╭─ RECORDS FOR THE TASK

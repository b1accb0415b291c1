// SPDX-License-Identifier: Apache-2.0

use serde::{Deserialize, Serialize};
use serde_json::{json, Value};

#[derive(Debug, Clone, Copy, PartialEq, Eq, Serialize, Deserialize)]
#[serde(rename_all = "snake_case")]
#[non_exhaustive]
pub enum ApiErrorCode {
    InvalidParameter,
    Unauthorized,
    Forbidden,
    NotFound,
    Conflict,
    PayloadTooLarge,
    RateLimited,
    Internal,
    Unavailable,
}

/// The error envelope every non-2xx body carries.
#[derive(Debug, Clone, PartialEq, Eq, Serialize, Deserialize)]
#[serde(deny_unknown_fields)]
pub struct ApiError {
    pub code: ApiErrorCode,
    pub message: String,
    pub details: Value,
}

impl ApiError {
    #[must_use]
    pub fn new(code: ApiErrorCode, message: impl Into<String>, details: Value) -> Self {
        Self {
            code,
            message: message.into(),
            details,
        }
    }

    #[must_use]
    pub fn invalid_param(name: &str, reason: &str) -> Self {
        Self::new(
            ApiErrorCode::InvalidParameter,
            format!("invalid parameter: {name}"),
            json!({"parameter": name, "reason": reason}),
        )
    }

    #[must_use]
    pub fn invalid_body(reason: &str) -> Self {
        Self::new(
            ApiErrorCode::InvalidParameter,
            "invalid request body",
            json!({"reason": reason}),
        )
    }

    #[must_use]
    pub fn unauthorized() -> Self {
        Self::new(
            ApiErrorCode::Unauthorized,
            "missing or invalid credentials",
            json!({}),
        )
    }

    #[must_use]
    pub fn forbidden(action: &str) -> Self {
        Self::new(
            ApiErrorCode::Forbidden,
            format!("not allowed: {action}"),
            json!({"action": action}),
        )
    }

    #[must_use]
    pub fn not_found(resource: &str) -> Self {
        Self::new(
            ApiErrorCode::NotFound,
            format!("{resource} not found"),
            json!({"resource": resource}),
        )
    }

    #[must_use]
    pub fn conflict(message: impl Into<String>) -> Self {
        Self::new(ApiErrorCode::Conflict, message, json!({}))
    }

    #[must_use]
    pub fn payload_too_large(limit_bytes: u64) -> Self {
        Self::new(
            ApiErrorCode::PayloadTooLarge,
            "request body too large",
            json!({"limit_bytes": limit_bytes}),
        )
    }

    #[must_use]
    pub fn rate_limited() -> Self {
        Self::new(ApiErrorCode::RateLimited, "too many requests", json!({}))
    }

    #[must_use]
    pub fn internal() -> Self {
        Self::new(ApiErrorCode::Internal, "internal error", json!({}))
    }

    #[must_use]
    pub fn unavailable(reason: &str) -> Self {
        Self::new(
            ApiErrorCode::Unavailable,
            "service unavailable",
            json!({"reason": reason}),
        )
    }
}

#[cfg(test)]
mod tests {
    use super::*;

    #[test]
    fn codes_serialize_snake_case() {
        let json = serde_json::to_string(&ApiErrorCode::PayloadTooLarge).expect("serialize");
        assert_eq!(json, "\"payload_too_large\"");
        let back: ApiErrorCode = serde_json::from_str("\"invalid_parameter\"").expect("parse");
        assert_eq!(back, ApiErrorCode::InvalidParameter);
    }

    #[test]
    fn invalid_param_details_name_the_field() {
        let e = ApiError::invalid_param("limit", "must be between 1 and 500");
        assert_eq!(e.code, ApiErrorCode::InvalidParameter);
        assert_eq!(e.details["parameter"], "limit");
        assert!(e.message.contains("limit"));
    }

    #[test]
    fn envelope_round_trips() {
        let e = ApiError::not_found("client");
        let raw = serde_json::to_string(&e).expect("serialize");
        let back: ApiError = serde_json::from_str(&raw).expect("parse");
        assert_eq!(back, e);
    }
}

╰─

> _WHAT IS NEEDED_
Which lines in the records above contain the word "RateLimited"? Copy each one.

> _COMPLETED EXERCISE_
    RateLimited,
        Self::new(ApiErrorCode::RateLimited, "too many requests", json!({}))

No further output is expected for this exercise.